(Work item): Write how many lines in the records below include the string "PolyResult". No other text should be given.

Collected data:

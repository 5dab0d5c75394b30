//! Convex integer polyhedra in constraint form.
//!
//! A [`Polyhedron`] is a canonical constraint system: every row is divided by
//! the gcd of its coefficients, inequality constants are tightened to the
//! integers, trivially true rows and duplicates are dropped, and an
//! infeasible row marks the whole polyhedron empty.

use serde::{Serialize, Deserialize};
use std::fmt;

use crate::polyhedral::constraint::{Canonical, Constraint, ConstraintKind, ConstraintSystem};
use crate::polyhedral::map::AffineMap;
use crate::polyhedral::value::Value;
use crate::utils::errors::{PolyError, PolyResult};

/// A convex polyhedron.
#[derive(Debug, Clone, PartialEq, Eq, Hash, Serialize, Deserialize)]
pub struct Polyhedron {
    system: ConstraintSystem,
    infeasible: bool,
}

impl Polyhedron {
    /// The whole space.
    pub fn universe(dim: usize) -> Self {
        Self { system: ConstraintSystem::new(dim), infeasible: false }
    }

    /// A polyhedron known to be empty.
    pub fn empty(dim: usize) -> Self {
        Self { system: ConstraintSystem::new(dim), infeasible: true }
    }

    /// Build and canonicalize from rows, checking their widths.
    pub fn from_constraints(dim: usize, rows: impl IntoIterator<Item = Constraint>) -> PolyResult<Self> {
        let mut poly = Self::universe(dim);
        for row in rows {
            poly.add_constraint(row)?;
        }
        Ok(poly)
    }

    /// Build from rows already known to have width `dim`.
    pub(crate) fn from_rows_unchecked(dim: usize, rows: Vec<Constraint>) -> Self {
        let mut poly = Self::universe(dim);
        for row in rows {
            debug_assert_eq!(row.dim(), dim);
            poly.push_canonical(row);
        }
        poly
    }

    /// Add one row.
    pub fn add_constraint(&mut self, row: Constraint) -> PolyResult<()> {
        if row.dim() != self.dim() {
            return Err(PolyError::DimensionMismatch {
                operation: "add constraint",
                expected: self.dim(),
                found: row.dim(),
            });
        }
        self.push_canonical(row);
        Ok(())
    }

    fn push_canonical(&mut self, row: Constraint) {
        if self.infeasible {
            return;
        }
        match row.canonicalize() {
            Canonical::Trivial => {}
            Canonical::Infeasible => {
                self.infeasible = true;
                self.system.constraints.clear();
            }
            Canonical::Row(row) => {
                if !self.system.constraints.contains(&row) {
                    self.system.constraints.push(row);
                }
            }
        }
    }

    /// Dimension of the ambient space.
    pub fn dim(&self) -> usize {
        self.system.dim
    }

    /// True when a row was found infeasible during canonicalization.
    ///
    /// This is a syntactic check; use a backend for real emptiness.
    pub fn is_marked_empty(&self) -> bool {
        self.infeasible
    }

    /// True when there are no rows (and the polyhedron is the universe).
    pub fn is_universe(&self) -> bool {
        !self.infeasible && self.system.is_empty()
    }

    /// All rows.
    pub fn constraints(&self) -> &[Constraint] {
        &self.system.constraints
    }

    /// Equality rows.
    pub fn equalities(&self) -> impl Iterator<Item = &Constraint> {
        self.system.equalities()
    }

    /// Inequality rows.
    pub fn inequalities(&self) -> impl Iterator<Item = &Constraint> {
        self.system.inequalities()
    }

    /// Number of rows.
    pub fn len(&self) -> usize {
        self.system.len()
    }

    /// True when there are no rows.
    pub fn is_empty_system(&self) -> bool {
        self.system.is_empty()
    }

    /// Rows as a constraint system. An infeasible polyhedron yields `-1 >= 0`.
    pub fn to_system(&self) -> ConstraintSystem {
        if self.infeasible {
            let mut sys = ConstraintSystem::new(self.dim());
            let mut row = crate::polyhedral::expr::AffineExpr::zero(self.dim());
            row.constant = Value::from(-1);
            sys.constraints.push(Constraint::ge_zero(row));
            return sys;
        }
        self.system.clone()
    }

    /// Integer point membership.
    pub fn contains(&self, point: &[Value]) -> bool {
        !self.infeasible && self.system.is_satisfied(point)
    }

    /// Machine-integer point membership.
    pub fn contains_i64(&self, point: &[i64]) -> bool {
        !self.infeasible
            && self.system.constraints.iter().all(|c| c.is_satisfied_i64(point))
    }

    /// Intersection (concatenation of rows).
    pub fn intersect(&self, other: &Polyhedron) -> PolyResult<Polyhedron> {
        if self.dim() != other.dim() {
            return Err(PolyError::DimensionMismatch {
                operation: "polyhedron intersection",
                expected: self.dim(),
                found: other.dim(),
            });
        }
        if self.infeasible || other.infeasible {
            return Ok(Self::empty(self.dim()));
        }
        let mut result = self.clone();
        for row in other.constraints() {
            result.push_canonical(row.clone());
        }
        Ok(result)
    }

    /// Same polyhedron without the row at `index`.
    pub fn without_row(&self, index: usize) -> Polyhedron {
        let mut result = self.clone();
        result.system.constraints.remove(index);
        result
    }

    /// Apply a column edit to every row.
    pub fn map_rows<F>(&self, dim: usize, f: F) -> Polyhedron
    where
        F: Fn(&Constraint) -> Constraint,
    {
        if self.infeasible {
            return Self::empty(dim);
        }
        Self::from_rows_unchecked(dim, self.constraints().iter().map(f).collect())
    }

    /// Insert `count` unconstrained dimensions before column `at`.
    pub fn insert_dims(&self, at: usize, count: usize) -> Polyhedron {
        self.map_rows(self.dim() + count, |c| {
            Constraint::new(c.expr.insert_dims(at, count), c.kind)
        })
    }

    /// Drop a column. Rows mentioning it keep their other coefficients.
    pub fn remove_dim(&self, index: usize) -> Polyhedron {
        self.map_rows(self.dim() - 1, |c| Constraint::new(c.expr.remove_dim(index), c.kind))
    }

    /// Preimage under `map`: `{ x : M x + m in self }`.
    pub fn preimage(&self, map: &AffineMap) -> PolyResult<Polyhedron> {
        if map.n_out() != self.dim() {
            return Err(PolyError::DimensionMismatch {
                operation: "preimage",
                expected: self.dim(),
                found: map.n_out(),
            });
        }
        Ok(self.map_rows(map.n_in(), |c| Constraint::new(map.pull_back(&c.expr), c.kind)))
    }

    /// Rows sorted into a canonical order, for syntactic comparison.
    pub fn sorted_rows(&self) -> Vec<Constraint> {
        let mut rows = self.system.constraints.clone();
        rows.sort_by(|a, b| {
            a.kind
                .cmp(&b.kind)
                .then_with(|| a.expr.coeffs.cmp(&b.expr.coeffs))
                .then_with(|| a.expr.constant.cmp(&b.expr.constant))
        });
        rows
    }

    /// Syntactic equality up to row order.
    pub fn same_rows(&self, other: &Polyhedron) -> bool {
        self.dim() == other.dim()
            && self.infeasible == other.infeasible
            && self.sorted_rows() == other.sorted_rows()
    }

    /// Rows as `(is_inequality, coefficients..., constant)` vectors.
    pub fn homogeneous_rows(&self) -> Vec<(ConstraintKind, Vec<Value>)> {
        self.to_system()
            .constraints
            .iter()
            .map(|c| {
                let mut row = c.expr.coeffs.clone();
                row.push(c.expr.constant.clone());
                (c.kind, row)
            })
            .collect()
    }

    /// Print with the given dimension names.
    pub fn to_string_with_names(&self, names: &[String]) -> String {
        let rows: Vec<String> = self
            .to_system()
            .constraints
            .iter()
            .map(|c| c.to_string_with_names(names))
            .collect();
        if rows.is_empty() {
            "true".to_string()
        } else {
            rows.join(" and ")
        }
    }
}

impl fmt::Display for Polyhedron {
    fn fmt(&self, f: &mut fmt::Formatter<'_>) -> fmt::Result {
        let names: Vec<String> = (0..self.dim()).map(|i| format!("d{}", i)).collect();
        write!(f, "{{ [{}] : {} }}", names.join(", "), self.to_string_with_names(&names))
    }
}

#[cfg(test)]
mod tests {
    use super::*;
    use crate::polyhedral::value::int;

    fn square(n: i64) -> Polyhedron {
        Polyhedron::from_constraints(
            2,
            vec![
                Constraint::lower_bound(0, 0, 2),
                Constraint::upper_bound(0, n, 2),
                Constraint::lower_bound(1, 0, 2),
                Constraint::upper_bound(1, n, 2),
            ],
        )
        .unwrap()
    }

    #[test]
    fn test_canonical_rows_deduplicated() {
        let p = Polyhedron::from_constraints(
            1,
            vec![
                Constraint::from_i64(ConstraintKind::Inequality, &[2], 0),
                Constraint::from_i64(ConstraintKind::Inequality, &[1], 0),
                Constraint::from_i64(ConstraintKind::Inequality, &[0], 5),
            ],
        )
        .unwrap();
        assert_eq!(p.len(), 1);
    }

    #[test]
    fn test_infeasible_row_marks_empty() {
        let p = Polyhedron::from_constraints(
            1,
            vec![Constraint::from_i64(ConstraintKind::Equality, &[2], -1)],
        )
        .unwrap();
        assert!(p.is_marked_empty());
        assert!(!p.contains(&[int(0)]));
    }

    #[test]
    fn test_contains() {
        let p = square(9);
        assert!(p.contains_i64(&[0, 9]));
        assert!(!p.contains_i64(&[10, 0]));
    }

    #[test]
    fn test_insert_and_remove_dims() {
        let p = square(3);
        let q = p.insert_dims(1, 1);
        assert_eq!(q.dim(), 3);
        assert!(q.contains_i64(&[1, 100, 2]));
        assert!(q.remove_dim(1).same_rows(&p));
    }

    #[test]
    fn test_preimage() {
        // i in [0, 3] pulled back through i = 2k gives 2k in [0, 3]: k in [0, 1].
        let p = Polyhedron::from_constraints(
            1,
            vec![Constraint::lower_bound(0, 0, 1), Constraint::upper_bound(0, 3, 1)],
        )
        .unwrap();
        let m = AffineMap::from_outputs(
            1,
            vec![crate::polyhedral::expr::AffineExpr::from_i64(&[2], 0)],
        )
        .unwrap();
        let q = p.preimage(&m).unwrap();
        assert!(q.contains_i64(&[1]));
        assert!(!q.contains_i64(&[2]));
    }

    #[test]
    fn test_intersection_dimension_mismatch() {
        let err = square(3).intersect(&Polyhedron::universe(3)).unwrap_err();
        assert!(matches!(err, PolyError::DimensionMismatch { .. }));
    }
}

(Solution to the problem): 5